Wykupienie pierwotnego marzenia WHO nastąpiło za pełną zgodą pracowników. Podobnie jak wschodnioindyjskie firmy z poprzedniej ery, WHO i jej rozwijający się partnerzy oferują ekscytujące i dochodowe kariery. Demontaż tego będzie bolesnym procesem dla wielu tysięcy osób w tym pociągu do zarabiania pieniędzy i będą walczyć tak, jak pracownicy w każdym dużym przemyśle wydobywczym zagrożonym.
Kiedy WHO będzie miała siedzibę w Nairobi lub Delhi, będziemy wiedzieć, że zdrowie publiczne znów będzie dotyczyć populacji, a nie zysku. Kiedy duże partnerstwa publiczno-prywatne skoncentrują się na odporności jednostki, a nie na szybkich rozwiązaniach związanych z patentami, możemy uwierzyć, że dekolonizacja jest zamierzeniem. Do tego czasu globalny przemysł zdrowotny powinien być traktowany tak samo jak każdy rozwijający się przemysł, który wykorzystuje publiczne pieniądze dla dobra inwestorów. Przemysł zbrojeniowy jest oczywistym odpowiednikiem; oba mogą wydobywać zarówno życie, jak i bogactwo, i oba wykorzystują stare hierarchie kolonialne.

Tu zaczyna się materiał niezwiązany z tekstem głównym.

use anyhow::{anyhow, bail, Context};
use std::{path::PathBuf, str::FromStr, sync::Arc};

use crate::{
    alert::AlertStore,
    message::{MessageService, MessageStore, UnreadCountMode},
    store::InMemoryStore,
    user::{UserDirectory, UserService},
};

#[derive(Clone)]
pub struct AppState {
    pub config: Arc<Config>,
    pub user_repository: Arc<dyn UserDirectory>,
    pub alert_repository: Arc<dyn AlertStore>,
    pub user_service: UserService,
    pub message_service: MessageService,
}

impl AppState {
    pub fn new(
        config: Arc<Config>,
        users: Arc<dyn UserDirectory>,
        messages: Arc<dyn MessageStore>,
        alerts: Arc<dyn AlertStore>,
    ) -> Self {
        let user_service = UserService::new(users.clone());
        let message_service =
            MessageService::new(messages, users.clone(), config.unread_count_mode);

        Self {
            config,
            user_repository: users,
            alert_repository: alerts,
            user_service,
            message_service,
        }
    }

    /// State backed entirely by one in-memory store.
    pub fn in_memory(config: Arc<Config>, store: Arc<InMemoryStore>) -> Self {
        Self::new(config, store.clone(), store.clone(), store)
    }
}

#[derive(Debug, Clone, Copy, PartialEq, Eq)]
pub enum StorageBackend {
    Postgres,
    Memory,
}

impl FromStr for StorageBackend {
    type Err = String;

    fn from_str(s: &str) -> Result<Self, Self::Err> {
        match s.trim().to_ascii_lowercase().as_str() {
            "postgres" | "postgresql" => Ok(StorageBackend::Postgres),
            "memory" => Ok(StorageBackend::Memory),
            other => Err(format!("unknown storage backend: {}", other)),
        }
    }
}

#[derive(Debug, Clone)]
pub struct Config {
    pub jwt_secret: String,
    pub jwt_expiration_hours: i64,
    pub storage: StorageBackend,
    pub database_url: Option<String>,
    pub database_max_connections: u32,
    pub memory_seed_file: Option<PathBuf>,
    pub unread_count_mode: UnreadCountMode,
    pub cors_allowed_origins: Vec<String>,
    pub host: String,
    pub port: u16,
}

impl Config {
    pub fn from_env() -> anyhow::Result<Self> {
        Self::from_lookup(|key| std::env::var(key).ok())
    }

    pub fn from_lookup<F>(lookup: F) -> anyhow::Result<Self>
    where
        F: Fn(&str) -> Option<String>,
    {
        let var = |key: &str| lookup(key).filter(|v| !v.trim().is_empty());

        let jwt_secret = var("JWT_SECRET").context("JWT_SECRET must be set")?;

        let jwt_expiration_hours: i64 = var("JWT_EXPIRATION_HOURS")
            .unwrap_or_else(|| "24".to_string())
            .parse()
            .context("JWT_EXPIRATION_HOURS must be a number")?;

        let storage: StorageBackend = var("STORAGE_BACKEND")
            .unwrap_or_else(|| "postgres".to_string())
            .parse()
            .map_err(|e: String| anyhow!(e))
            .context("invalid STORAGE_BACKEND")?;

        let database_url = var("DATABASE_URL");
        if storage == StorageBackend::Postgres && database_url.is_none() {
            bail!("DATABASE_URL must be set when STORAGE_BACKEND is postgres");
        }

        let database_max_connections: u32 = var("DATABASE_MAX_CONNECTIONS")
            .unwrap_or_else(|| "10".to_string())
            .parse()
            .context("DATABASE_MAX_CONNECTIONS must be a positive number")?;

        let unread_count_mode = var("UNREAD_COUNT_MODE")
            .map(|v| v.parse::<UnreadCountMode>())
            .transpose()
            .map_err(|e| anyhow!(e))
            .context("invalid UNREAD_COUNT_MODE")?
            .unwrap_or_default();

        let cors_allowed_origins = var("CORS_ALLOWED_ORIGINS")
            .unwrap_or_else(|| "http://localhost:3000".to_string())
            .split(',')
            .map(|o| o.trim().to_string())
            .filter(|o| !o.is_empty())
            .collect();

        let port: u16 = var("PORT")
            .unwrap_or_else(|| "3000".to_string())
            .parse()
            .context("PORT must be a valid port number")?;

        Ok(Self {
            jwt_secret,
            jwt_expiration_hours,
            storage,
            database_url,
            database_max_connections,
            memory_seed_file: var("MEMORY_SEED_FILE").map(PathBuf::from),
            unread_count_mode,
            cors_allowed_origins,
            host: var("HOST").unwrap_or_else(|| "127.0.0.1".to_string()),
            port,
        })
    }
}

Postrzeganie instytucji zdrowia publicznego jako neokolonialnych instrumentów, którymi się stały, i zrozumienie, co kieruje tymi w ich obrębie, jest niezbędne dla postępu. Przyszły świat, który jest zdrowszy i bardziej sprawiedliwy, jest nadal możliwy, ale pęd zdrowia publicznego jest wyraźnie skierowany gdzie indziej.
Opublikowane pod a Creative Commons Uznanie autorstwa 4.0 Licencja międzynarodowa
W przypadku przedruków ustaw link kanoniczny z powrotem na oryginał Instytut Brownstone Artykuł i autor.